If teachers have the right skills and receive support, they could be running secondary schools while still in their 20s, said Steve Munby, chief executive of the National College for School Leadership, Nottingham.

More money should also be given to heads in areas which are struggling to recruit, he said.

“There should be rigorous diagnostics in the first few years of being a teacher, followed by a fast-track system,” said Mr Munby.

The number of school leader retirements is likely to rise from 2,250 in 2004 to a peak of nearly 3,500 in 2009, before falling back to around 2,500 in 2016.

According to figures from the General Teaching Council of Wales, more than 1,100 Welsh heads (65 per cent) are aged 50 or more. Both Welsh and English primary schools are receiving fewer applications for headship posts, down from an average 5.4 to 4.8, according to Education Data Services (EDS).

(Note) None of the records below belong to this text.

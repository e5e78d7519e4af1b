//! In-memory recording of one test case.

use apiprobe_application::ReportSink;
use apiprobe_domain::report::{Attachment, TestStatus};
use chrono::{DateTime, Utc};
use parking_lot::Mutex;
use serde::{Deserialize, Serialize};
use tracing::debug;
use uuid::Uuid;

/// Collects attachments while a test case runs.
///
/// Shared by reference with the assertions; interior mutability lets every
/// check attach through `&self`.
#[derive(Debug)]
pub struct TestReport {
    name: String,
    suite: Option<String>,
    started: DateTime<Utc>,
    attachments: Mutex<Vec<Attachment>>,
}

impl TestReport {
    /// Starts recording a case named `name`, timestamped now.
    #[must_use]
    pub fn start(name: impl Into<String>) -> Self {
        Self {
            name: name.into(),
            suite: None,
            started: Utc::now(),
            attachments: Mutex::new(Vec::new()),
        }
    }

    /// Labels the case with the suite it belongs to (builder pattern).
    #[must_use]
    pub fn with_suite(mut self, suite: impl Into<String>) -> Self {
        self.suite = Some(suite.into());
        self
    }

    /// The case name.
    #[must_use]
    pub fn name(&self) -> &str {
        &self.name
    }

    /// Snapshot of the attachments recorded so far, in order.
    #[must_use]
    pub fn attachments(&self) -> Vec<Attachment> {
        self.attachments.lock().clone()
    }

    /// The first attachment with the given name.
    #[must_use]
    pub fn attachment(&self, name: &str) -> Option<Attachment> {
        self.attachments.lock().iter().find(|a| a.name == name).cloned()
    }

    /// Closes the record with its final status.
    #[must_use]
    pub fn finish(self, status: TestStatus, message: Option<String>) -> TestCaseResult {
        let stopped = Utc::now();
        TestCaseResult {
            uuid: Uuid::now_v7(),
            name: self.name,
            suite: self.suite,
            status,
            message,
            start: self.started.timestamp_millis(),
            stop: stopped.timestamp_millis(),
            attachments: self.attachments.into_inner(),
        }
    }
}

impl ReportSink for TestReport {
    fn attach(&self, attachment: Attachment) {
        debug!(case = %self.name, attachment = %attachment.name, "attaching");
        self.attachments.lock().push(attachment);
    }
}

/// A sink that drops everything. For running checks outside a report.
#[derive(Debug, Clone, Copy, Default)]
pub struct NullReport;

impl ReportSink for NullReport {
    fn attach(&self, _attachment: Attachment) {}
}

/// The finished record of one test case.
#[derive(Debug, Clone, PartialEq, Eq, Serialize, Deserialize)]
pub struct TestCaseResult {
    /// Unique id, also the prefix of the result file.
    pub uuid: Uuid,
    /// Case name.
    pub name: String,
    /// Owning suite, if any.
    pub suite: Option<String>,
    /// Final status.
    pub status: TestStatus,
    /// Failure or error text.
    pub message: Option<String>,
    /// Start time, epoch milliseconds.
    pub start: i64,
    /// Stop time, epoch milliseconds.
    pub stop: i64,
    /// Attachments in the order they were recorded.
    pub attachments: Vec<Attachment>,
}

impl TestCaseResult {
    /// Wall-clock duration in milliseconds.
    #[must_use]
    pub const fn duration_ms(&self) -> i64 {
        self.stop - self.start
    }
}

#[cfg(test)]
mod tests {
    #![allow(clippy::unwrap_used)]

    use pretty_assertions::assert_eq;

    use super::*;

    #[test]
    fn attachments_are_kept_in_order() {
        let report = TestReport::start("get user").with_suite("users");
        report.attach(Attachment::text("first", "1"));
        report.attach(Attachment::json("second", "{}"));

        let names: Vec<_> = report.attachments().into_iter().map(|a| a.name).collect();
        assert_eq!(names, vec!["first", "second"]);
        assert_eq!(report.attachment("second").unwrap().content, "{}");
    }

    #[test]
    fn finish_carries_status_and_timing() {
        let report = TestReport::start("get user").with_suite("users");
        report.attach(Attachment::text("note", "hello"));
        let result = report.finish(TestStatus::Failed, Some("boom".to_string()));

        assert_eq!(result.name, "get user");
        assert_eq!(result.suite.as_deref(), Some("users"));
        assert_eq!(result.status, TestStatus::Failed);
        assert_eq!(result.message.as_deref(), Some("boom"));
        assert!(result.duration_ms() >= 0);
        assert_eq!(result.attachments.len(), 1);
    }

    #[test]
    fn null_report_discards() {
        NullReport.attach(Attachment::text("ignored", ""));
    }
}
//! Checks on a whole HTTP response.

use apiprobe_application::ReportSink;
use apiprobe_domain::report::Attachment;
use apiprobe_domain::response::{ResponseSpec, truncate_chars};
use apiprobe_domain::{AssertionFailure, AssertionOutcome};
use serde_json::json;

use crate::serialization::to_attachment_json;

/// Name of the attachment recorded by every status-code check.
pub const RESPONSE_DETAILS: &str = "Response Details";

const DETAILS_BODY_CHARS: usize = 1000;
const MESSAGE_BODY_CHARS: usize = 200;

/// Builds the "Response Details" attachment: status, URL, headers and the
/// first 1000 characters of the body.
#[must_use]
pub fn response_details(response: &ResponseSpec) -> Attachment {
    let details = json!({
        "status_code": response.status,
        "url": response.url,
        "headers": response.headers,
        "body": truncate_chars(&response.body, DETAILS_BODY_CHARS),
    });
    Attachment::json(RESPONSE_DETAILS, to_attachment_json(&details))
}

/// Asserts the response status equals `expected`.
///
/// The response details are attached before the comparison, so they are in
/// the report whether or not the check passes.
///
/// # Errors
///
/// Returns an [`AssertionFailure`] naming both codes, the URL and the start
/// of the body.
pub fn assert_status_code(
    response: &ResponseSpec,
    expected: u16,
    report: &dyn ReportSink,
) -> AssertionOutcome {
    report.attach(response_details(response));

    let actual = response.status;
    if actual == expected {
        return Ok(());
    }
    Err(AssertionFailure::new(format!(
        "Expected status code {expected}, but got {actual}. URL: {}, Response: {}",
        response.url,
        response.body_excerpt(MESSAGE_BODY_CHARS)
    ))
    .with_values(expected.to_string(), actual.to_string()))
}

/// Asserts the response arrived within `max_seconds`. A response taking
/// exactly the limit passes.
///
/// # Errors
///
/// Returns an [`AssertionFailure`] with the measured time.
pub fn assert_response_time(response: &ResponseSpec, max_seconds: f64) -> AssertionOutcome {
    let actual = response.elapsed_secs();
    if actual <= max_seconds {
        return Ok(());
    }
    Err(AssertionFailure::new(format!(
        "Response took {actual:.2}s, expected under {max_seconds:?}s"
    ))
    .with_values(format!("<= {max_seconds:?}s"), format!("{actual:.2}s")))
}
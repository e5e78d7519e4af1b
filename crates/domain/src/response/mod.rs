//! HTTP Response domain types

mod spec;

pub use spec::{ResponseSpec, truncate_chars};
//! HTTP Request domain types

mod body;
mod header;
mod method;
mod spec;

pub use body::{RequestBody, RequestBodyKind};
pub use header::{Header, Headers};
pub use method::HttpMethod;
pub use spec::{DEFAULT_TIMEOUT_MS, RequestSpec};
//! apiprobe application - ports and client wrappers
//!
//! This crate defines:
//! - Port traits for the network and the test report
//! - Client wrappers that map API endpoints onto requests
//! - Application-level error handling

pub mod clients;
pub mod error;
pub mod ports;

pub use clients::{ApiClient, HttpBinClient, JsonPlaceholderClient};
pub use error::{ApplicationError, ApplicationResult};
pub use ports::{HttpClient, HttpClientError, ReportSink};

But in Welsh secondary schools, government statistics suggest application numbers average 22 per leadership post - compared with just eight in the EDS survey (TES Cymru, September 8).

The Assembly government insists it has taken into account a predicted increase in headship turnover by 2010 by ensuring enough potential school leaders are undertaking the National Professional Qualification for Headship.

Mr Munby said: “The average age of heads in their first headship is 42. If it continues to take 20 years to become a head, we will not have enough.”